Novel architectures are born out of necessity and for some applications, including molecular dynamics, there have been endless attempts to push parallel performance.
In this area, there are already numerous approaches to acceleration. At the highest end is the custom ASIC-driven Anton machine from D.E. Shaw, which is the fastest system, but certainly not the cheapest. On the more accessible accelerators side are Tesla GPUs for accelerating highly parallel parts of the workload—and increasingly, FPGAs are being considered for boosting the performance of major molecular dynamics applications, most notably GROMACS as well as general purpose, high-end CPUs (Knights Landing and other manycore architectures).
According to the leads behind a new effort toward a MapReduce accelerator with FPGA acceleration, even with the current general purpose accelerators, only part of the workload gets a speedup. Around 75% of an application like GROMACS can benefit from acceleration but that 25% can be targeted with a parallel accelerator like the one they have built and demonstrated with around a 4X improvement (on that non-accelerated section of the work).

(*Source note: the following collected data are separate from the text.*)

//! Command lines for the ssh invocations of one session.

use std::path::{Path, PathBuf};

use bgp_audit_core::Device;

use crate::client::SshOptions;

/// Host key verification for new masters.
#[derive(Debug, Clone, Copy, PartialEq, Eq, Default)]
pub enum HostKeyPolicy {
    /// Only hosts already in known_hosts.
    Strict,
    /// Record unknown hosts, reject changed keys.
    #[default]
    AcceptNew,
    /// No verification. Lab use only.
    Off,
}

impl HostKeyPolicy {
    fn as_ssh_value(&self) -> &'static str {
        match self {
            HostKeyPolicy::Strict => "yes",
            HostKeyPolicy::AcceptNew => "accept-new",
            HostKeyPolicy::Off => "no",
        }
    }
}

/// Where and as whom to log in.
#[derive(Debug, Clone, PartialEq, Eq)]
pub struct SshTarget {
    pub host: String,
    pub port: u16,
    pub username: String,
    pub key_path: Option<PathBuf>,
    pub uses_password: bool,
}

impl SshTarget {
    pub fn from_device(device: &Device) -> Self {
        Self {
            host: device.address.clone(),
            port: device.port.unwrap_or(22),
            username: device.credentials.username.clone(),
            key_path: device.credentials.key_path.clone(),
            uses_password: device.credentials.password.is_some(),
        }
    }

    fn common(&self, control_path: &Path) -> Vec<String> {
        vec![
            "-o".to_string(),
            format!("ControlPath={}", control_path.display()),
            "-p".to_string(),
            self.port.to_string(),
            "-l".to_string(),
            self.username.clone(),
        ]
    }

    /// Start a master that stays in the foreground for the session's lifetime.
    pub(crate) fn master_args(&self, control_path: &Path, options: &SshOptions) -> Vec<String> {
        let mut args = vec!["-M".to_string(), "-N".to_string()];
        args.extend(self.common(control_path));

        let mut opt = |value: String| {
            args.push("-o".to_string());
            args.push(value);
        };
        opt(format!(
            "ConnectTimeout={}",
            options.connect_timeout.as_secs().max(1)
        ));
        opt(format!(
            "StrictHostKeyChecking={}",
            options.host_key_policy.as_ssh_value()
        ));
        if let Some(known_hosts) = &options.known_hosts_file {
            opt(format!("UserKnownHostsFile={}", known_hosts.display()));
        }
        if self.uses_password {
            opt("BatchMode=no".to_string());
            opt("PreferredAuthentications=password,keyboard-interactive".to_string());
            opt("PubkeyAuthentication=no".to_string());
            opt("NumberOfPasswordPrompts=1".to_string());
        } else {
            opt("BatchMode=yes".to_string());
        }

        if let Some(key) = &self.key_path {
            args.push("-i".to_string());
            args.push(key.display().to_string());
            args.push("-o".to_string());
            args.push("IdentitiesOnly=yes".to_string());
        }
        args.extend(options.extra_args.iter().cloned());
        args.push(self.host.clone());
        args
    }

    /// Run one command over an existing master.
    pub(crate) fn exec_args(&self, control_path: &Path, command: &str) -> Vec<String> {
        let mut args = self.common(control_path);
        args.extend([
            "-o".to_string(),
            "ControlMaster=no".to_string(),
            "-o".to_string(),
            "BatchMode=yes".to_string(),
            "-T".to_string(),
            self.host.clone(),
            command.to_string(),
        ]);
        args
    }

    /// Succeeds once the master is authenticated and accepting requests.
    pub(crate) fn check_args(&self, control_path: &Path) -> Vec<String> {
        let mut args = self.common(control_path);
        args.extend(["-O".to_string(), "check".to_string(), self.host.clone()]);
        args
    }

    /// Ask the master to shut down.
    pub(crate) fn exit_args(&self, control_path: &Path) -> Vec<String> {
        let mut args = self.common(control_path);
        args.extend(["-O".to_string(), "exit".to_string(), self.host.clone()]);
        args
    }
}
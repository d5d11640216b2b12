use std::path::Path;

use crate::{
    identity::IdentityAdapter,
    infra::{
        self, error::AppError, mock_conversations::MockConversationRepository,
        storage_layout::StorageLayout,
    },
    ui::event_source::CrosstermEventSource,
    usecases::{
        context::AppContext,
        contracts::{AppEventSource, ShellOrchestrator},
        shell::DefaultShellOrchestrator,
    },
};

pub struct ShellComposition {
    pub event_source: Box<dyn AppEventSource>,
    pub orchestrator: Box<dyn ShellOrchestrator>,
}

pub fn bootstrap(config_path: Option<&Path>) -> Result<AppContext, AppError> {
    let mut context = build_context(config_path)?;
    context.layout.ensure_dirs()?;

    let guard = infra::logging::init(&context.config.logging, &context.layout)?;
    context.attach_log_guard(guard);

    Ok(context)
}

/// Wires the identity adapter and the mock conversation repository into the
/// shell.
pub fn compose_shell(context: &AppContext) -> ShellComposition {
    let identity = IdentityAdapter::connect(&context.config.identity);

    ShellComposition {
        event_source: Box::new(CrosstermEventSource),
        orchestrator: Box::new(DefaultShellOrchestrator::new(
            identity,
            MockConversationRepository,
        )),
    }
}

fn build_context(config_path: Option<&Path>) -> Result<AppContext, AppError> {
    let config = infra::config::load(config_path)?;
    let layout = StorageLayout::resolve()?;

    Ok(AppContext::new(config, layout))
}
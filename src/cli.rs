use std::path::PathBuf;

use clap::{Parser, Subcommand};

#[derive(Debug, Parser)]
#[command(name = "sohbet", about = "Terminal chat client with hosted account sign-in")]
pub struct Cli {
    /// Path to config file (default: ./config.toml)
    #[arg(short, long, global = true)]
    pub config: Option<PathBuf>,

    #[command(subcommand)]
    pub command: Option<Command>,
}

#[derive(Debug, Clone, Subcommand)]
pub enum Command {
    /// Start the TUI (default)
    Run,
}

impl Cli {
    pub fn command_or_default(&self) -> Command {
        self.command.clone().unwrap_or(Command::Run)
    }
}
//! Identity provider integration: REST account client plus the in-process
//! session-change stream.

mod rest;
pub mod session_notifier;

use crate::{
    domain::{
        auth_error::{ProviderError, ProviderErrorKind},
        session::Session,
    },
    infra::{
        config::IdentityConfig,
        secrets::{redact_text, sanitize_provider_code},
    },
    usecases::contracts::IdentityProvider,
};

use rest::RestAuthBackend;
use session_notifier::{SessionNotifier, SessionSubscription};

const IDENTITY_BACKEND_READY: &str = "IDENTITY_BACKEND_READY";
const IDENTITY_NOT_CONFIGURED: &str = "IDENTITY_NOT_CONFIGURED";
const IDENTITY_BACKEND_INIT_FAILED: &str = "IDENTITY_BACKEND_INIT_FAILED";
const IDENTITY_CALL_FAILED: &str = "IDENTITY_CALL_FAILED";
const IDENTITY_SIGNED_IN: &str = "IDENTITY_SIGNED_IN";
const IDENTITY_SIGNED_OUT: &str = "IDENTITY_SIGNED_OUT";

const OFFLINE_MESSAGE: &str = "identity backend is not configured";

/// Returns the identity module name for smoke checks.
pub fn module_name() -> &'static str {
    "identity"
}

/// Identity provider used by the shell. Without a configured backend every
/// remote operation fails with `NetworkRequestFailed`.
pub struct IdentityAdapter {
    backend: Option<RestAuthBackend>,
    notifier: SessionNotifier,
}

impl IdentityAdapter {
    pub fn connect(config: &IdentityConfig) -> Self {
        if !config.is_configured() {
            tracing::warn!(
                code = IDENTITY_NOT_CONFIGURED,
                "identity api key is missing; authentication is offline"
            );
            return Self::stub();
        }

        match RestAuthBackend::new(config) {
            Ok(backend) => {
                tracing::info!(
                    code = IDENTITY_BACKEND_READY,
                    project_id = %config.project_id,
                    auth_domain = %config.auth_domain,
                    "identity backend ready"
                );
                Self {
                    backend: Some(backend),
                    notifier: SessionNotifier::new(),
                }
            }
            Err(error) => {
                tracing::warn!(
                    code = IDENTITY_BACKEND_INIT_FAILED,
                    error = %redact_text(&error.message),
                    "identity backend failed to initialize; authentication is offline"
                );
                Self::stub()
            }
        }
    }

    pub fn stub() -> Self {
        Self {
            backend: None,
            notifier: SessionNotifier::new(),
        }
    }

    fn backend(&self) -> Result<&RestAuthBackend, ProviderError> {
        self.backend.as_ref().ok_or_else(|| {
            ProviderError::new(ProviderErrorKind::NetworkRequestFailed, OFFLINE_MESSAGE)
        })
    }

    fn record_session(&self, operation: &'static str, result: &Result<Session, ProviderError>) {
        match result {
            Ok(session) => {
                tracing::info!(code = IDENTITY_SIGNED_IN, operation, "session established");
                self.notifier.publish(Some(session.clone()));
            }
            Err(error) => log_failure(operation, error),
        }
    }
}

impl IdentityProvider for IdentityAdapter {
    fn sign_in_with_password(
        &mut self,
        email: &str,
        password: &str,
    ) -> Result<Session, ProviderError> {
        let result = self
            .backend()
            .and_then(|backend| backend.sign_in(email, password));
        self.record_session("sign_in", &result);
        result
    }

    fn sign_up_with_password(
        &mut self,
        email: &str,
        password: &str,
    ) -> Result<Session, ProviderError> {
        let result = self
            .backend()
            .and_then(|backend| backend.sign_up(email, password));
        self.record_session("sign_up", &result);
        result
    }

    // Tokens are not kept, so signing out is purely local.
    fn sign_out(&mut self) -> Result<(), ProviderError> {
        tracing::info!(code = IDENTITY_SIGNED_OUT, "session cleared");
        self.notifier.publish(None);
        Ok(())
    }

    fn send_password_reset_email(&mut self, email: &str) -> Result<(), ProviderError> {
        let result = self
            .backend()
            .and_then(|backend| backend.send_password_reset(email));
        if let Err(error) = &result {
            log_failure("send_password_reset", error);
        }
        result
    }

    fn subscribe_session_changes(&self) -> SessionSubscription {
        self.notifier.subscribe()
    }
}

fn log_failure(operation: &'static str, error: &ProviderError) {
    tracing::warn!(
        code = IDENTITY_CALL_FAILED,
        operation,
        provider_code = sanitize_provider_code(error.kind.code()),
        message = %redact_text(&error.message),
        "identity provider call failed"
    );
}

#[cfg(test)]
mod tests {
    use super::*;
    use crate::identity::session_notifier::SessionChange;

    #[test]
    fn unconfigured_identity_falls_back_to_offline_stub() {
        let mut adapter = IdentityAdapter::connect(&IdentityConfig::default());

        let error = adapter
            .sign_in_with_password("a@b.co", "Abcdef1!")
            .expect_err("offline adapter cannot sign in");

        assert_eq!(error.kind, ProviderErrorKind::NetworkRequestFailed);
        assert_eq!(error.message, OFFLINE_MESSAGE);
    }

    #[test]
    fn offline_reset_and_sign_up_fail_without_publishing() {
        let mut adapter = IdentityAdapter::stub();
        let subscription = adapter.subscribe_session_changes();
        let _ = subscription.try_next();

        assert!(adapter.sign_up_with_password("a@b.co", "Abcdef1!").is_err());
        assert!(adapter.send_password_reset_email("a@b.co").is_err());

        assert_eq!(subscription.try_next(), Ok(None));
    }

    #[test]
    fn sign_out_publishes_signed_out() {
        let mut adapter = IdentityAdapter::stub();
        let subscription = adapter.subscribe_session_changes();
        assert_eq!(subscription.try_next(), Ok(Some(SessionChange::SignedOut)));

        adapter.sign_out().expect("local sign out succeeds");

        assert_eq!(subscription.try_next(), Ok(Some(SessionChange::SignedOut)));
    }

    #[test]
    fn successful_session_is_published_to_subscribers() {
        let adapter = IdentityAdapter::stub();
        let subscription = adapter.subscribe_session_changes();
        let _ = subscription.try_next();

        adapter.record_session("sign_in", &Ok(Session::new("uid-3")));

        assert_eq!(
            subscription.try_next(),
            Ok(Some(SessionChange::SignedIn(Session::new("uid-3"))))
        );
    }
}
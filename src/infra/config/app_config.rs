use serde::{Deserialize, Serialize};

const PLACEHOLDER_API_KEY: &str = "replace-me";

#[derive(Debug, Clone, Serialize, Deserialize, PartialEq, Eq, Default)]
pub struct AppConfig {
    pub logging: LogConfig,
    pub identity: IdentityConfig,
}

#[derive(Debug, Clone, Serialize, Deserialize, PartialEq, Eq)]
pub struct LogConfig {
    pub level: String,
    pub file_prefix: String,
}

impl Default for LogConfig {
    fn default() -> Self {
        Self {
            level: "info".to_owned(),
            file_prefix: "sohbet.log".to_owned(),
        }
    }
}

/// Connection descriptor for the hosted identity provider.
#[derive(Debug, Clone, Serialize, Deserialize, PartialEq, Eq)]
pub struct IdentityConfig {
    pub api_key: String,
    pub project_id: String,
    pub auth_domain: String,
    pub base_url: String,
    pub request_timeout_ms: u64,
}

impl Default for IdentityConfig {
    fn default() -> Self {
        Self {
            api_key: PLACEHOLDER_API_KEY.to_owned(),
            project_id: String::new(),
            auth_domain: String::new(),
            base_url: "https://identitytoolkit.googleapis.com".to_owned(),
            request_timeout_ms: 10_000,
        }
    }
}

impl IdentityConfig {
    pub fn is_configured(&self) -> bool {
        let key = self.api_key.trim();
        !key.is_empty() && key != PLACEHOLDER_API_KEY
    }
}

#[cfg(test)]
mod tests {
    use super::*;

    #[test]
    fn default_identity_config_is_not_configured() {
        assert!(!IdentityConfig::default().is_configured());
    }

    #[test]
    fn real_api_key_marks_identity_configured() {
        let config = IdentityConfig {
            api_key: "AIza-test".to_owned(),
            ..IdentityConfig::default()
        };

        assert!(config.is_configured());
    }
}
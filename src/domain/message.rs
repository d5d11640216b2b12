#[derive(Debug, Clone, PartialEq, Eq)]
pub struct Message {
    pub id: String,
    pub sender_id: String,
    pub sender_name: String,
    pub content: String,
    /// Preformatted label such as `10:25`.
    pub timestamp_label: String,
}

impl Message {
    /// Returns true when the message was written by the viewing user.
    pub fn is_outgoing_for(&self, viewer_uid: &str) -> bool {
        self.sender_id == viewer_uid
    }
}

The team found that the degree of parallelism achieved by their accelerator for GROMACS was 60% for the compute-intensive force computation and 80% for the also intensive neighbor search with an overall 64% parallelism for periodic cell structure. To put this in perspective, existing accelerators focus only on the force computations, leaving performance on the table.
The developers say that the comparison with the Anton architecture from D.E. Shaw implemented as ASIC is not far off. “Our FPGA implemented programmable approach has performance in the same range with this specialized circuit, which is only 3X more efficient” although they add that the core technologies are not the same.
“A good compromise performance vs. price is provided by using hybrid computation solutions embodied in Accelerated Processing Units (APU). An APU integrate in the same system a PU with an accelerating parallel engine, such as a GPU, a MIC or, increasingly more frequently, a FPGA. The small accelerations provided by the use of the current parallel accelerators are mainly due to the fact that only the last two of the previously listed steps are submitted to the parallel accelerator, while the first step – the neighborhood search – which is theoretically the most time consuming, is left to the PU. Usually, the weight of the first step is minimized by the compromising solution of applying it only once at 10-50 state up-dates.”
Their approach also has some impressive energy efficiency figures, with 20X for the FPGA version of the MapReduce accelerator and 300X for the ASIC version. They note that there is a promising compromise between FPGAs and ASICs in implementing MapReduce accelertors for GROMACs in the eASIC technology, which provides a faster, cheaper way to bring new devices to bear.
The current version implemented on FPGA will give way to an eventual evaluation of 32nm technology. “The FPGA technology evolved from a pure programmable structure to a mixed solution putting together frequently used ASIC blocks with the in-field programmable blocks used mainly for interconnections. Besides the usual configurable logic blocks, the designers have access to memory blocks, DSP units, advanced microcontrollers (for example the dual-ARM Cortex 9) and a lot of standard interfaces.” The team says that “such FPGAs could be a wonderful support for a hybrid computing system centered on the microcontroller and based on the MapReduce accelerator developed on the programmable part.”
Even for those that have problems that fall far outside the molecular dynamics range, watching what happens here architectural is interesting because many of the same pressures are present in other applications and subsequent ASICs. In short, general purpose accelerators have demonstrated parallel pushes but these don’t extend throughout the entire application. With cheaper and faster access to ASICs we can expect a broader push that moves ideas like this one outside of the research lab and into potential production.